| 2-Feb-2021 | Like this? Dislike this? Let me know |
jq
(available here)
is the de facto standard for command line / shell script utilities
dealing with JSON. In the new JSON data ecosystem, it is as prevalent and important
and useful as sed and awk. Thanks to a compact expression
syntax and a good approach to dealing with arrays, jq makes it easy to
extract values from complex JSON structures.
But is it really the best multipurpose tool for the job, especially as the data
manipulation requirements become increasingly complex?
As your process control, data interrogation, and command input/output needs
become more complex, running it all in python is clearly more attractive.
Consider this JSON:
{
"sector":"ABC",
"items": [
{"name":"corn", "id":1, "hist": [
{"d":"2020-01-01","v":100},
{"d":"2020-01-02","v":200}
]},
{"name":"wheat", "id":2, "hist": [
{"d":"2020-01-03","v":300},
{"d":"2020-01-04","v":400}
]},
{"name":"rice", "id":3, "hist": [
{"d":"2021-01-03","v":500},
{"d":"2021-01-04","v":600}
]}
]
}
cat thatJson | jq -r '.items[] | select(.name != "corn") | "\(.name) was \(.hist[-1].v)" ' wheat was 400 rice was 600
Many cloud provider CLIs return complex JSON shapes; jq is a superb way to work with this content. For example, launching an AWS VM returns a complex structure -- but your VM is not ready yet. You must poll to find out when it is actually running. This is easily done in a shell script:
aws ec2 run-instances \
--count 1 \
--instance-type myType \
--security-group-ids quicklaunch-1 \
--tag-specifications ResourceType=instance,Tags=[{Key=Name,Value=Hello}] > zzz
IID=$(jq -r '.Instances[].InstanceId' zzz)
echo launched ID $IID
# The simple way to do this is just use the 'wait' command:
# aws ec2 wait instance-running --instance-ids $IID
# But we show the polling solution below because this gives the opportunity
# to do something while waiting (like printing status or dots for each loop, etc.)
while true
do
STATE=$(aws ec2 describe-instances --instance-ids $IID | jq -r '.Reservations[].Instances[].State.Name')

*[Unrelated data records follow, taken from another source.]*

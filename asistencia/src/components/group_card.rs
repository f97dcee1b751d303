use dto::group::GroupDto;
use leptos::prelude::*;

use crate::format::subject_color;

#[component]
pub fn GroupCard(group: GroupDto, on_select: Callback<GroupDto>) -> impl IntoView {
    let color = subject_color(&group.subject);
    let subject = group.subject.clone();
    let professor = group.professor.clone();
    let student_count = group.student_count;

    view! {
        <div
            class="group-card interactive rounded padded background-2 vertical gap"
            on:click=move |_| on_select.run(group.clone())
        >
            <div class="course-color rounded" style:background-color=color></div>
            <h3 class="h3">{subject}</h3>
            <p class="muted">"Profesor: " {professor}</p>
            <div class="horizontal gap space-between">
                <span>{student_count} " estudiantes"</span>
                <span class="badge success">"Activo"</span>
            </div>
        </div>
    }
}
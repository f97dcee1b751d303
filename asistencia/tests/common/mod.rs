//! Scripted HTTP/1.1 server for driving the API client over a real socket.
#![allow(dead_code)]

use std::sync::{Arc, Mutex};

use asistencia::config::ApiConfig;
use asistencia::services::client::ApiClient;
use asistencia::services::credentials::StaticToken;
use reqwest::StatusCode;
use serde_json::{json, Value};
use tokio::io::{AsyncReadExt, AsyncWriteExt};
use tokio::net::{TcpListener, TcpStream};
use tokio::task::JoinHandle;

#[derive(Debug, Clone)]
pub struct RecordedRequest {
    pub method: String,
    pub path: String,
    pub headers: Vec<(String, String)>,
    pub body: String,
}

impl RecordedRequest {
    pub fn header(&self, name: &str) -> Option<&str> {
        self.headers
            .iter()
            .find(|(key, _)| key.eq_ignore_ascii_case(name))
            .map(|(_, value)| value.as_str())
    }
}

#[derive(Clone)]
pub struct ScriptedResponse {
    status: u16,
    body: String,
}

pub fn respond(status: u16, body: Value) -> ScriptedResponse {
    ScriptedResponse {
        status,
        body: body.to_string(),
    }
}

pub struct ScriptedServer {
    pub base_url: String,
    requests: Arc<Mutex<Vec<RecordedRequest>>>,
    handle: JoinHandle<()>,
}

impl ScriptedServer {
    pub async fn new(scripts: Vec<ScriptedResponse>) -> Self {
        let scripts = Arc::new(scripts);
        let requests = Arc::new(Mutex::new(Vec::new()));
        let listener = TcpListener::bind("127.0.0.1:0")
            .await
            .expect("local TCP listener should bind");
        let addr = listener.local_addr().expect("resolved local listener address");

        let handle = tokio::spawn({
            let scripts = Arc::clone(&scripts);
            let requests = Arc::clone(&requests);
            async move {
                while let Ok((socket, _)) = listener.accept().await {
                    let scripts = Arc::clone(&scripts);
                    let requests = Arc::clone(&requests);
                    tokio::spawn(async move {
                        serve_one(socket, scripts, requests).await;
                    });
                }
            }
        });

        Self {
            base_url: format!("http://{addr}"),
            requests,
            handle,
        }
    }

    pub fn client(&self, token: &str) -> ApiClient<StaticToken> {
        ApiClient::new(ApiConfig::new(&self.base_url), StaticToken(token.into()))
    }

    pub fn requests(&self) -> Vec<RecordedRequest> {
        self.requests.lock().expect("request log").clone()
    }
}

impl Drop for ScriptedServer {
    fn drop(&mut self) {
        self.handle.abort();
    }
}

async fn serve_one(
    mut socket: TcpStream,
    scripts: Arc<Vec<ScriptedResponse>>,
    requests: Arc<Mutex<Vec<RecordedRequest>>>,
) {
    let Ok(request) = read_request(&mut socket).await else {
        return;
    };

    let index = {
        let mut log = requests.lock().expect("request log");
        log.push(request);
        log.len() - 1
    };
    let response = scripts
        .get(index)
        .cloned()
        .unwrap_or_else(|| respond(500, json!({"success": false, "message": "unexpected request"})));

    let reply = format!(
        "HTTP/1.1 {} {}\r\nContent-Type: application/json\r\nContent-Length: {}\r\nConnection: close\r\n\r\n{}",
        response.status,
        StatusCode::from_u16(response.status)
            .ok()
            .and_then(|status| status.canonical_reason())
            .unwrap_or("Unknown"),
        response.body.len(),
        response.body
    );
    let _ = socket.write_all(reply.as_bytes()).await;
    let _ = socket.shutdown().await;
}

async fn read_request(socket: &mut TcpStream) -> std::io::Result<RecordedRequest> {
    let mut raw = Vec::new();
    let mut buffer = [0_u8; 2048];

    let header_end = loop {
        let n = socket.read(&mut buffer).await?;
        if n == 0 {
            return Err(std::io::ErrorKind::UnexpectedEof.into());
        }
        raw.extend_from_slice(&buffer[..n]);
        if let Some(pos) = raw.windows(4).position(|window| window == b"\r\n\r\n") {
            break pos + 4;
        }
    };

    let head = String::from_utf8_lossy(&raw[..header_end]).to_string();
    let mut lines = head.split("\r\n");
    let mut request_line = lines.next().unwrap_or_default().split(' ');
    let method = request_line.next().unwrap_or_default().to_string();
    let path = request_line.next().unwrap_or_default().to_string();
    let headers: Vec<(String, String)> = lines
        .filter_map(|line| line.split_once(':'))
        .map(|(key, value)| (key.trim().to_string(), value.trim().to_string()))
        .collect();

    let content_length = headers
        .iter()
        .find(|(key, _)| key.eq_ignore_ascii_case("content-length"))
        .and_then(|(_, value)| value.parse::<usize>().ok())
        .unwrap_or(0);

    while raw.len() < header_end + content_length {
        let n = socket.read(&mut buffer).await?;
        if n == 0 {
            break;
        }
        raw.extend_from_slice(&buffer[..n]);
    }

    Ok(RecordedRequest {
        method,
        path,
        headers,
        body: String::from_utf8_lossy(&raw[header_end..]).to_string(),
    })
}
use leptos::logging::error;
use leptos::prelude::*;
use thiserror::Error;
use uuid::Uuid;

use crate::components::snackbar::{use_snackbar, SnackbarContext};
use crate::config::{AppConfig, AuthConfig};
use crate::services::error::AuthError;

pub const CALLBACK_PATH: &str = "/callback";

#[derive(Debug, Error)]
pub enum RedirectError {
    #[error("browser location unavailable: {0}")]
    Location(String),
    #[error(transparent)]
    Auth(#[from] AuthError),
}

fn origin() -> Result<String, RedirectError> {
    window()
        .location()
        .origin()
        .map_err(|e| RedirectError::Location(format!("{e:?}")))
}

fn redirect(url: &str) -> Result<(), RedirectError> {
    window()
        .location()
        .set_href(url)
        .map_err(|e| RedirectError::Location(format!("{e:?}")))
}

/// Sends the browser to the identity provider's login page.
pub fn start_login(auth: &AuthConfig) -> Result<(), RedirectError> {
    let redirect_uri = format!("{}{CALLBACK_PATH}", origin()?);
    let nonce = Uuid::new_v4().simple().to_string();
    let url = auth.authorize_url(&redirect_uri, &nonce)?;
    redirect(url.as_str())
}

/// Ends the provider session and comes back to the app's origin.
pub fn start_logout(auth: &AuthConfig) -> Result<(), RedirectError> {
    let url = auth.logout_url(&origin()?)?;
    redirect(url.as_str())
}

/// Runs [`start_login`], reporting a failure on the snackbar.
pub fn login_or_report(auth: &AuthConfig, snackbar: &impl SnackbarContext) {
    if let Err(e) = start_login(auth) {
        error!("Failed to start login: {}", e);
        snackbar.error("No se pudo iniciar sesión", e);
    }
}

#[component]
pub fn LoginPage() -> impl IntoView {
    let config = expect_context::<AppConfig>();
    let snackbar = use_snackbar();

    view! {
        <div class="login-container vertical align-center justify-center">
            <div class="login-box rounded padded background-2 vertical gap align-center">
                <h2 class="h2">"Bienvenido a Asistencia UCO"</h2>
                <p class="muted">"Inicia sesión con tu cuenta institucional para continuar"</p>
                <button
                    class="interactive rounded padded"
                    on:click=move |_| login_or_report(&config.auth, &snackbar)
                >
                    "Iniciar sesión"
                </button>
            </div>
        </div>
    }
}
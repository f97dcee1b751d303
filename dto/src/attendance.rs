use serde::{Deserialize, Serialize};

/// Body of `POST /api/v1/asistencias`: one mark for one student in one
/// session.
#[derive(Serialize, Deserialize, Clone, Debug, PartialEq)]
pub struct CreateAttendanceDto {
    #[serde(rename = "sesion")]
    pub session: String,
    #[serde(rename = "profesor")]
    pub professor: String,
    #[serde(rename = "estudianteGrupo")]
    pub student_group: String,
    #[serde(rename = "asistio")]
    pub present: bool,
}
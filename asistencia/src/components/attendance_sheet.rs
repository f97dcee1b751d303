use leptos::prelude::*;

use crate::components::loader::EmptyState;
use crate::components::stat_card::StatCard;
use crate::state::attendance::{AttendanceCounts, AttendanceRow, AttendanceSheet, RowStatus};
use crate::state::drill_down::DrillDown;

/// Roster of the open session with one present/absent toggle per student.
/// Each toggle is reported through `on_toggle` as `(student_id, present)`.
#[component]
pub fn AttendanceSheetView(
    nav: RwSignal<DrillDown>,
    on_toggle: Callback<(String, bool)>,
) -> impl IntoView {
    let (search, set_search) = signal(String::new());

    let counts = Memo::new(move |_| {
        nav.with(|nav| {
            nav.roster()
                .ready()
                .map(AttendanceSheet::counts)
                .unwrap_or_default()
        })
    });

    let rows = move || {
        let term = search.get();
        nav.with(|nav| {
            nav.roster()
                .ready()
                .map(|sheet| sheet.filtered(&term))
                .unwrap_or_default()
        })
    };

    let stat = move |pick: fn(&AttendanceCounts) -> usize| {
        Signal::derive(move || pick(&counts.get()).to_string())
    };

    view! {
        <div class="vertical gap">
            <div class="horizontal gap">
                <StatCard value=stat(|c| c.total) label="Total" />
                <StatCard value=stat(|c| c.present) label="Presentes" class="success" />
                <StatCard value=stat(|c| c.absent) label="Ausentes" class="warning" />
            </div>
            <input
                class="padded rounded"
                placeholder="Buscar por nombre o identificación..."
                bind:value=(search, set_search)
            />
            <Show
                when=move || { counts.get().total > 0 }
                fallback=|| {
                    view! {
                        <EmptyState
                            title="No hay estudiantes registrados"
                            subtitle="Este grupo aún no tiene estudiantes asignados"
                        />
                    }
                }
            >
                <Show
                    when=move || !rows().is_empty()
                    fallback=|| {
                        view! {
                            <EmptyState
                                title="No se encontraron estudiantes"
                                subtitle="Intenta con otros términos de búsqueda"
                            />
                        }
                    }
                >
                    <div class="vertical gap">
                        <For
                            each=rows
                            key=|row| (row.student.id.clone(), row.present, row.status.clone())
                            let:row
                        >
                            <StudentRow row=row on_toggle=on_toggle />
                        </For>
                    </div>
                </Show>
            </Show>
        </div>
    }
}

#[component]
fn StudentRow(row: AttendanceRow, on_toggle: Callback<(String, bool)>) -> impl IntoView {
    let editable = row.status.is_editable();
    let marked = row.status != RowStatus::Unmarked;
    let present_id = row.student.id.clone();
    let absent_id = row.student.id.clone();

    let status = match &row.status {
        RowStatus::Unmarked => None,
        RowStatus::Submitting => Some("Guardando..."),
        RowStatus::Saved => Some("Guardado"),
        RowStatus::Failed(_) => Some("No guardado"),
    };
    let error = match row.status {
        RowStatus::Failed(message) => Some(message),
        _ => None,
    };

    view! {
        <div
            class="student-row rounded padded background-2 horizontal gap align-center"
            class:saved=!editable
        >
            <div class="vertical flex-1">
                <h4 class="h4">{row.student.full_name}</h4>
                <p class="muted">{row.student.identification}</p>
                {error.map(|message| view! { <p class="error-text">{message}</p> })}
            </div>
            {status.map(|status| view! { <span class="muted">{status}</span> })}
            <div class="horizontal gap">
                <button
                    class="interactive rounded padded"
                    class:green={marked && row.present}
                    disabled=!editable
                    on:click=move |_| on_toggle.run((present_id.clone(), true))
                >
                    "Presente"
                </button>
                <button
                    class="interactive rounded padded"
                    class:red={marked && !row.present}
                    disabled=!editable
                    on:click=move |_| on_toggle.run((absent_id.clone(), false))
                >
                    "Ausente"
                </button>
            </div>
        </div>
    }
}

if [ "$STATE" == "running" ]; then
break
fi
sleep 10
done
# A bit of inefficiency calling it again (the PublicIpAddress field was in fact present
# in the payload where the State.Name was "running") but it is harder to deal with
# multiple value assignments in the shell
IP=$(aws ec2 describe-instances --instance-ids $IID | jq -r '.Reservations[].Instances[].PublicIpAddress')
echo "IP: $IP"
Here is a one-liner complete with VT100 color output that reports on AWS EC2 instances. Be careful to distinguish the shell pipes from the jq pipes! Too bad we don't have printf formatting directly in jq as we could eliminate using awk. Since we are using awk, arguably it would be better to put the color setting conditional logic in there instead but we show it in jq just to show off a bit.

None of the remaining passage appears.